September 23.—Three hundred Sioux Indians, under Little Crow, attacked Colonel Sibley’s command near Yellow Medicine, Minn. The battle lasted two hours, resulting in the repulse of the Indians with the loss of thirty killed and a large number wounded. Four whites were killed and from thirty to forty wounded.—(Doc. 209.)
—This being the last day for taking the oath of allegiance, at New-Orleans, La., in accordance with the order of Gen. Butler, the City Hall and Custom House in that city were besieged by thousands, desirous of availing themselves of the privilege.—The schooner Nellie was captured by the United States steamer Alabama.

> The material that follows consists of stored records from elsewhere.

//! # 루틴 템플릿 라우트 핸들러 (선생님 전용)
//!
//! ## 엔드포인트
//! - `GET    /api/v1/teacher/routines`      → 템플릿 목록
//! - `POST   /api/v1/teacher/routines`      → 새 템플릿
//! - `GET    /api/v1/teacher/routines/{id}` → 템플릿 하나
//! - `PUT    /api/v1/teacher/routines/{id}` → 템플릿 전체 교체
//! - `DELETE /api/v1/teacher/routines/{id}` → 템플릿 삭제 (학생/기록은 유지)

use axum::{
    extract::{Path, State},
    http::StatusCode,
    Json,
};
use serde_json::{json, Value};

use crate::{db, error::AppError, middleware::auth::AuthUser, models::*, state::AppState, validation};

fn routine_not_found(id: &str) -> AppError {
    AppError::NotFound(format!("Routine template {} not found", id))
}

/// `GET /teacher/routines`: `{ "routines": [...] }`
pub async fn list_routines(
    State(state): State<AppState>,
    auth: AuthUser,
) -> Result<Json<Value>, AppError> {
    auth.require_teacher()?;
    let routines = db::routines::list_routines(&state.pool).await?;
    Ok(Json(json!({ "routines": routines })))
}

pub async fn get_routine(
    State(state): State<AppState>,
    auth: AuthUser,
    Path(id): Path<String>,
) -> Result<Json<RoutineTemplate>, AppError> {
    auth.require_teacher()?;
    let routine = db::routines::get_routine(&state.pool, &id)
        .await?
        .ok_or_else(|| routine_not_found(&id))?;
    Ok(Json(routine))
}

/// `POST /teacher/routines`: 검증 후 생성하고 201을 돌려줍니다.
pub async fn create_routine(
    State(state): State<AppState>,
    auth: AuthUser,
    Json(req): Json<RoutineTemplateRequest>,
) -> Result<(StatusCode, Json<RoutineTemplate>), AppError> {
    auth.require_teacher()?;
    validation::validate_routine(&req)?;

    let routine = db::routines::create_routine(&state.pool, &req).await?;
    Ok((StatusCode::CREATED, Json(routine)))
}

/// `PUT /teacher/routines/{id}`: 이름과 섹션을 통째로 바꿉니다.
///
/// 이미 이 템플릿을 배정받은 학생의 저장된 주간 이상 시간은 바뀌지 않습니다.
pub async fn update_routine(
    State(state): State<AppState>,
    auth: AuthUser,
    Path(id): Path<String>,
    Json(req): Json<RoutineTemplateRequest>,
) -> Result<Json<RoutineTemplate>, AppError> {
    auth.require_teacher()?;
    validation::validate_routine(&req)?;

    let routine = db::routines::update_routine(&state.pool, &id, &req)
        .await?
        .ok_or_else(|| routine_not_found(&id))?;
    Ok(Json(routine))
}

pub async fn delete_routine(
    State(state): State<AppState>,
    auth: AuthUser,
    Path(id): Path<String>,
) -> Result<StatusCode, AppError> {
    auth.require_teacher()?;

    if db::routines::delete_routine(&state.pool, &id).await? {
        Ok(StatusCode::NO_CONTENT)
    } else {
        Err(routine_not_found(&id))
    }
}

—This morning the town of Sutton, Va., was attacked by a body of about one hundred rebel cavalry, but were repulsed by the Union force guarding the post, under Major Withers, Tenth Virginia, and driven nine miles, when, the rebels being reenforced, the Unionists retired, but being in their turn pursued, and being greatly outnumbered, they abandoned their position and fell back to Bulltown.— Wheeling Intelligencer.
—Colonel Switzer, Sixty-second Pennsylvania, in command of his own regiment, with a section of the First New-York artillery, and Griffin’s brigade, crossed the Potomac from Maryland into Virginia at Reynolds’s Ford, below Shepherdstown, Va., and captured over four hundred rifles, mostly marked “London, 1862,” and a twelve-pounder rifled brass cannon of English manufacture. The capture was accomplished without firing a shot; the rebel pickets falling back as the Union men advanced.
—The One Hundred and Forty-ninth (Fourth Onondaga) regiment, nine hundred strong, commanded by Col. Henry A. Barnum, left Syracuse for Washington at nine o’clock this morning. They went by way of Geneva, Elmira and Harrisburgh through Baltimore. Col. Barnum was not able to go with the regiment further than Elmira, not having fully recovered from his wound received on the Virginia Peninsula.
—Major-General Wright, in a special order issued at Cincinnati, Ohio, declared that the daily prohibition of business after four P.M. was rescinded. On every Saturday, after two P.M., business of every kind was to be suspended until five P.M., during which interval all able-bodied men in Cincinnati, Covington, and Newport were to meet for drill. Passes to citizens, except to enter the military lines, and passes issued under the orders regarding the drafting of the enrolled militia, were dispensed with. In dispensing with the daily drills and suspension of business, the General Commanding had in view the relief, as far as was practicable, of the people from burdens to which they had not been accustomed, but would impress upon the minds of all the fact that danger had not passed away; that the present military organization must be rigidly adhered to and carefully preserved. He thanked the citizens for the general alacrity with which they sprung to arms and entered upon the labor for the common defence, and the patience with which they had borne the various restrictions imposed upon them.
—Governor Curtin, of Pennsylvania, issued an order returning thanks to the people of that State for the manner in which they responded to his call for fifty thousand volunteers to resist invasion.—The National War Committee of the city of New-York held a special meeting, at which the sub-committee submitted an addendum to their report of the fifth instant, having relation to their conference with the Governors of the New-England States, concerning the adoption of measures to hasten forward troops to the seat of war.
—Yesterday the steamer Eugene, plying between Cairo and Memphis on the Mississippi River, carrying the United States mail and a large number of passengers and troops, was attacked at Randolph, Tenn., by a band of rebel guerrillas, but she got off. This, on the arrival of the boat at Memphis, being reported to General Sherman, commanding the Union forces there, he despatched, in the steamers Ohio Belle, and Eugene, a force of troops who to-day burned the town.—Cincinnati Commercial.
—The day on which the draft was to take place in Pennsylvania was postponed to the sixteenth October.
—The steamer Emma was boarded at Foster’s Landing, on the Ohio River, by a party of rebel guerrillas, who, after plundering her of all they wanted, allowed her to proceed.